First, lets take the dictionary dive:
Turnilo: winch / crank / tool for turning
Using the suffix “-il” for specifying a tool for performing an action, we can arrive at “a tool for turning”, which is quite versatile in itself; we can tack any noun at the front to get “a tool for turning [noun]”:
- ŝraŭbturnilo: screwdriver
- diskturnilo: disk unit / drive / turn table
Deturni: to turn away / to avert
Deturnu viajn okulojn! = Avert your eyes! Here we use the word for “from”. So instead of just turning a thing, we’re turning it from something else. Whenever you get a nice strong action word like this, you can make fun use of “sen” = “without” to describe things that proceed without that action. Here the “a” ending makes an adjective, for describing nouns:
- sendeturna: without turning away / unflinchingly. “la sendeturna okulo” = “The unaverting / unflinching eye”.
Returni: to turn back
The “re” prefix means repetition, or going back. So putting the “re” infront of “turni” will usually mean turning something back the other way, or in the opposite direction.
Turniĝi: to turn (around) / rotate / gyrate / revolve (toor-NEE-jee)
Here’s that sneaky “iĝ” suffix again. It means literally “to become [turned]”. Our root here is “turn”. So this is like putting the turning action back on the subject. Remember how we couldn’t use “turni” to have the subject talk about itself turning, it must always be turning something else? Well we can with the suffix: I turned into a badger = Mi turniĝis en melon. While it might be hard at first to deal with Esperanto’s strict nature about who is the subject of a verb, it actually means the sense of words very easy to interpret and reason over for word building when you get the hang of it.
Elturniĝi: to manoeuvre / wangle / contrive
Woah. How did we get that? Looks like a flippin’ Elvish name! So we start with the basic “turniĝi” and add to it the ever useful “el” meaning “out of”. So it’s literally like turning yourself out of a difficult situation! And whenever you’ve got yourself a cool verb like that, you can always make a word to describe someone with that quality:
Elturniĝema: elusive, resourceful, slippery, wily
The “em” suffix (and the adjective “a” ending here) describes something that has the tendency, inclination, or disposition for a given action.

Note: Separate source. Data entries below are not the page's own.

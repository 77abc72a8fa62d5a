// Licensed under the Apache License, Version 2.0 (the "License");
// you may not use this file except in compliance with the License.
// You may obtain a copy of the License at
//
//     http://www.apache.org/licenses/LICENSE-2.0
//
// Unless required by applicable law or agreed to in writing, software
// distributed under the License is distributed on an "AS IS" BASIS,
// WITHOUT WARRANTIES OR CONDITIONS OF ANY KIND, either express or implied.
// See the License for the specific language governing permissions and
// limitations under the License.
// Matula, D. W.; Beck, L. L. (1983). "Smallest-last ordering and clustering and graph coloring algorithms". J. ACM 30 (3): 417–427.

use std::collections::BTreeSet;

use crate::graph::{Graph, Vertex};

/// Smallest-last vertex ordering of a graph.
///
/// Vertices are ranked by the step at which they were peeled off as the
/// current minimum-degree vertex, so every vertex has at most
/// [`degeneracy`](Self::degeneracy) neighbors of higher rank. Ties between
/// equal live degrees go to the lowest vertex index, which keeps the order
/// (and therefore clique output) reproducible.
#[derive(Clone, Debug)]
pub struct DegeneracyOrder {
    order: Vec<Vertex>,
    position: Vec<usize>,
    later_offsets: Vec<usize>,
    later: Vec<Vertex>,
    earlier_offsets: Vec<usize>,
    earlier: Vec<Vertex>,
    degeneracy: usize,
}

impl DegeneracyOrder {
    /// Peels the graph with a bucket queue keyed by live degree.
    ///
    /// The minimum non-empty bucket can drop by at most one per removal, so
    /// the cursor scan is amortized linear; each bucket is ordered by index
    /// to honor the tie rule.
    pub fn compute(graph: &Graph) -> Self {
        let n = graph.vertex_count();
        let mut degrees: Vec<usize> = graph.vertices().map(|v| graph.degree(v)).collect();
        let max_degree = degrees.iter().copied().max().unwrap_or(0);
        let mut degree_bins: Vec<BTreeSet<Vertex>> = vec![BTreeSet::new(); max_degree + 1];
        for (v, &degree) in degrees.iter().enumerate() {
            degree_bins[degree].insert(v);
        }

        let mut order: Vec<Vertex> = Vec::with_capacity(n);
        let mut position = vec![usize::MAX; n];
        let mut removed = vec![false; n];
        let mut degeneracy = 0;
        let mut current_degree = 0;

        for rank in 0..n {
            while degree_bins[current_degree].is_empty() {
                current_degree += 1;
            }
            let Some(v) = degree_bins[current_degree].pop_first() else {
                break;
            };
            degeneracy = degeneracy.max(current_degree);
            removed[v] = true;
            position[v] = rank;
            order.push(v);
            for &w in graph.neighbors(v) {
                if removed[w] {
                    continue;
                }
                let degree = &mut degrees[w];
                degree_bins[*degree].remove(&w);
                *degree -= 1;
                degree_bins[*degree].insert(w);
            }
            current_degree = current_degree.saturating_sub(1);
        }

        let mut later_offsets = Vec::with_capacity(n + 1);
        let mut earlier_offsets = Vec::with_capacity(n + 1);
        let mut later = Vec::with_capacity(graph.edge_count());
        let mut earlier = Vec::with_capacity(graph.edge_count());
        later_offsets.push(0);
        earlier_offsets.push(0);
        for v in graph.vertices() {
            for &w in graph.neighbors(v) {
                if position[w] > position[v] {
                    later.push(w);
                } else {
                    earlier.push(w);
                }
            }
            later_offsets.push(later.len());
            earlier_offsets.push(earlier.len());
        }

        tracing::debug!(vertices = n, degeneracy, "computed degeneracy ordering");
        DegeneracyOrder {
            order,
            position,
            later_offsets,
            later,
            earlier_offsets,
            earlier,
            degeneracy,
        }
    }

    /// Vertices by increasing rank.
    #[inline]
    pub fn order(&self) -> &[Vertex] {
        &self.order
    }

    /// Rank of `v`.
    #[inline]
    pub fn position(&self, v: Vertex) -> usize {
        self.position[v]
    }

    /// Neighbors of `v` ranked after it, ascending by vertex index.
    #[inline]
    pub fn later_neighbors(&self, v: Vertex) -> &[Vertex] {
        &self.later[self.later_offsets[v]..self.later_offsets[v + 1]]
    }

    /// Neighbors of `v` ranked before it, ascending by vertex index.
    #[inline]
    pub fn earlier_neighbors(&self, v: Vertex) -> &[Vertex] {
        &self.earlier[self.earlier_offsets[v]..self.earlier_offsets[v + 1]]
    }

    /// Largest live degree seen while peeling, i.e. the graph degeneracy.
    #[inline]
    pub fn degeneracy(&self) -> usize {
        self.degeneracy
    }

    #[inline]
    pub fn len(&self) -> usize {
        self.order.len()
    }

    #[inline]
    pub fn is_empty(&self) -> bool {
        self.order.is_empty()
    }
}
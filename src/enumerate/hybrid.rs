// Licensed under the Apache License, Version 2.0 (the "License");
// you may not use this file except in compliance with the License.
// You may obtain a copy of the License at
//
//     http://www.apache.org/licenses/LICENSE-2.0
//
// Unless required by applicable law or agreed to in writing, software
// distributed under the License is distributed on an "AS IS" BASIS,
// WITHOUT WARRANTIES OR CONDITIONS OF ANY KIND, either express or implied.
// See the License for the specific language governing permissions and
// limitations under the License.

use super::adjlist::AllCandidates;
use super::degeneracy::{par_find_all, seeded_stream};
use super::tomita::PivotBranching;
use super::{BranchRule, Cliques, Enumerator};
use crate::config::{Algorithm, DEFAULT_HYBRID_THRESHOLD};
use crate::graph::{Graph, Vertex};
use crate::sink::Clique;

/// Pivot while `|P| + |X|` is at least `threshold`, then branch on every
/// candidate.
#[derive(Clone, Copy, Debug)]
pub(crate) struct ThresholdBranching {
    threshold: usize,
}

impl BranchRule for ThresholdBranching {
    fn branches(
        &self,
        graph: &Graph,
        candidates: &[Vertex],
        excluded: &[Vertex],
        out: &mut Vec<Vertex>,
    ) {
        if candidates.len() + excluded.len() < self.threshold {
            AllCandidates.branches(graph, candidates, excluded, out);
        } else {
            PivotBranching.branches(graph, candidates, excluded, out);
        }
    }
}

/// Degeneracy-seeded search that stops pivoting on small subproblems.
#[derive(Clone, Copy, Debug)]
pub struct Hybrid {
    pub threshold: usize,
    pub parallel: bool,
}

impl Default for Hybrid {
    fn default() -> Self {
        Hybrid {
            threshold: DEFAULT_HYBRID_THRESHOLD,
            parallel: false,
        }
    }
}

impl Hybrid {
    fn rule(&self) -> ThresholdBranching {
        ThresholdBranching {
            threshold: self.threshold,
        }
    }
}

impl Enumerator for Hybrid {
    fn algorithm(&self) -> Algorithm {
        Algorithm::Hybrid
    }

    fn stream<'g>(&self, graph: &'g Graph) -> Cliques<'g> {
        seeded_stream(graph, self.rule())
    }

    fn find_all(&self, graph: &Graph) -> Vec<Clique> {
        if self.parallel {
            par_find_all(graph, self.rule())
        } else {
            self.stream(graph).collect()
        }
    }
}
// Licensed under the Apache License, Version 2.0 (the "License");
// you may not use this file except in compliance with the License.
// You may obtain a copy of the License at
//
//     http://www.apache.org/licenses/LICENSE-2.0
//
// Unless required by applicable law or agreed to in writing, software
// distributed under the License is distributed on an "AS IS" BASIS,
// WITHOUT WARRANTIES OR CONDITIONS OF ANY KIND, either express or implied.
// See the License for the specific language governing permissions and
// limitations under the License.

use numpy::PyReadonlyArray2;
use pyo3::prelude::*;
use pyo3::wrap_pyfunction;

use crate::error::CliqueError;
use crate::{Algorithm, Clique, Graph};

/// Find all maximal cliques of a graph given as an adjacency list.
///
/// Args:
///     adjacency_list: ``adjacency_list[i]`` lists the neighbors of vertex
///         ``i``. Every neighbor must lie in ``[0, n)`` and the relation must
///         be symmetric.
///     algorithm: One of ``"tomita"``, ``"adjlist"``, ``"degeneracy"`` or
///         ``"hybrid"``.
///
/// Returns:
///     A list of maximal cliques, each a list of vertex indices.
///
/// Raises:
///     ValueError: If the algorithm name is unknown or the adjacency list is
///         invalid.
#[pyfunction]
#[pyo3(
    signature = (adjacency_list, algorithm = "degeneracy"),
    text_signature = "(adjacency_list, algorithm='degeneracy')"
)]
pub fn find_cliques(
    py: Python,
    adjacency_list: Vec<Vec<usize>>,
    algorithm: &str,
) -> PyResult<Vec<Clique>> {
    let algorithm: Algorithm = algorithm.parse()?;
    let graph = Graph::from_adjacency_list(&adjacency_list)?;
    Ok(py.allow_threads(|| crate::find_cliques(&graph, algorithm)))
}

/// Find all maximal cliques of a graph given as a square boolean matrix.
#[pyfunction]
#[pyo3(
    signature = (adjacency_matrix, algorithm = "degeneracy"),
    text_signature = "(adjacency_matrix, algorithm='degeneracy')"
)]
pub fn find_cliques_matrix(
    py: Python,
    adjacency_matrix: PyReadonlyArray2<bool>,
    algorithm: &str,
) -> PyResult<Vec<Clique>> {
    let algorithm: Algorithm = algorithm.parse()?;
    let graph = Graph::from_adjacency_matrix(adjacency_matrix.as_array())?;
    Ok(py.allow_threads(|| crate::find_cliques(&graph, algorithm)))
}

/// Convert a square boolean adjacency matrix to an adjacency list.
#[pyfunction]
#[pyo3(signature = (adjacency_matrix, /), text_signature = "(adjacency_matrix, /)")]
pub fn adjacency_matrix_to_list(adjacency_matrix: PyReadonlyArray2<bool>) -> PyResult<Vec<Vec<usize>>> {
    let matrix = adjacency_matrix.as_array();
    let (rows, cols) = matrix.dim();
    if rows != cols {
        return Err(CliqueError::NotSquare { rows, cols }.into());
    }
    Ok(crate::adjacency_matrix_to_list(matrix))
}

#[pymodule]
pub fn quick_cliques_core(_py: Python, m: &Bound<PyModule>) -> PyResult<()> {
    m.add("__version__", env!("CARGO_PKG_VERSION"))?;
    m.add_function(wrap_pyfunction!(find_cliques, m)?)?;
    m.add_function(wrap_pyfunction!(find_cliques_matrix, m)?)?;
    m.add_function(wrap_pyfunction!(adjacency_matrix_to_list, m)?)?;
    Ok(())
}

So something/someone that is “elturniĝema” is one who tends to be able to wangle and manoeuvre!
A lot of the above can be mix ‘n’ matched, many things that work for “turni” (turning something) work for “turniĝi” (being turned)!
Kapturno: dizziness, giddiness, swimming (in head), vertigo
Using the noun ending “o”, a “turno” is just “a turn(ing)”. When we combine with “kapo” = “head”, we have a head-turning. Which is used to refer to when it feels like your head keeps turning you strangely when you’re a bit dizzy!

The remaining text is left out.